All of the online timers had an issue on my machine which would rapidly repeat submitting times. Downloading a "desktop" timer I thought would fix the issue. However, I realized it was a macro setting on my keyboard after downloading this timer.

I see you with the Electron app : )


----------



## Qunima (Jun 21, 2019)

ability to comment on times would be cool


----------



## Hazel (Jun 22, 2019)

Qunima said:


> ability to comment on times would be cool


You can! Click the time and there's a comment area.


----------



## Hazel (Jul 14, 2019)

@DalDal when you have time to work on Block Keeper more again, would you consider a small feature to track how many solves you do in a sitting? IE. how many 3x3 solves done since opening the application, minus the number of deleted solves. I'm trying to practice more consistantly, so when I sit down to do a bunch of solves I'd like to more easily be able to keep track of how many solves I do in each sitting 
I hope university and your dev job are going well!


----------



## danvie (Jul 15, 2019)

Would be nice if the solves with comments had some sort of red mark or something to tell that it had a comment.
Also would be nice if the tool that displayed your pb's would have the times linked to that session.
If someone could make a blockkeeper mobile that would be able to share the times between the two would be great.

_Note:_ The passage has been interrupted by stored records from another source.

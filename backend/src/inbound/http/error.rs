//! HTTP adapter mapping for domain errors.
//!
//! Keeps the domain error type HTTP-agnostic while letting Actix handlers
//! turn domain failures into consistent JSON responses and status codes.

use actix_web::{HttpResponse, ResponseError, http::StatusCode};
use tracing::error;

use crate::domain::{Error, ErrorCode, TRACE_ID_HEADER};

/// Convenient result alias for HTTP handlers.
pub type ApiResult<T> = Result<T, Error>;

fn status_for(code: ErrorCode) -> StatusCode {
    match code {
        ErrorCode::InvalidRequest => StatusCode::BAD_REQUEST,
        ErrorCode::NotFound => StatusCode::NOT_FOUND,
        ErrorCode::ServiceUnavailable => StatusCode::SERVICE_UNAVAILABLE,
        ErrorCode::GeocodingFailed | ErrorCode::InternalError => {
            StatusCode::INTERNAL_SERVER_ERROR
        }
    }
}

fn redact_if_internal(error: &Error) -> Error {
    if matches!(error.code(), ErrorCode::InternalError) {
        let mut redacted = Error::internal("Internal server error");
        if let Some(id) = error.trace_id() {
            redacted = redacted.with_trace_id(id.to_owned());
        }
        redacted
    } else {
        error.clone()
    }
}

impl ResponseError for Error {
    fn status_code(&self) -> StatusCode {
        status_for(self.code())
    }

    fn error_response(&self) -> HttpResponse {
        let mut builder = HttpResponse::build(self.status_code());
        if let Some(id) = self.trace_id() {
            builder.insert_header((TRACE_ID_HEADER, id.to_owned()));
        }

        builder.json(redact_if_internal(self))
    }
}

impl From<actix_web::Error> for Error {
    fn from(err: actix_web::Error) -> Self {
        // Do not leak implementation details to clients.
        error!(error = %err, "actix error promoted to domain error");
        Self::internal("Internal server error")
    }
}
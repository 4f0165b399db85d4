//! Outbound adapters implementing the domain's driven ports.
//!
//! - [`persistence`]: PostgreSQL storage through Diesel.
//! - [`geocoding`]: HTTP geocoding through reqwest.

pub mod geocoding;
pub mod persistence;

Don't get me wrong. This is an AWSOME timer for offline because we don't have acess to the internet on our computer. Keep up the good work!!!


----------



## danvie (Jul 16, 2019)

Also, could you consider including fmc as an event with the long scramble and the slots for typing in the solution. Then the computer would check the solution to see if the solution was valid. Just an idea. Don't feel obligated to work on it right now, just throwing an idea out there.
Also possibly a 2-sided pll trainer equivalent to feliks's on cubeskills?


----------



## Hazel (Jul 16, 2019)

Actually, I'll just put all my suggestions/requests here so you they're all in one place  take your time though, I know you're still super busy with uni and your job and all!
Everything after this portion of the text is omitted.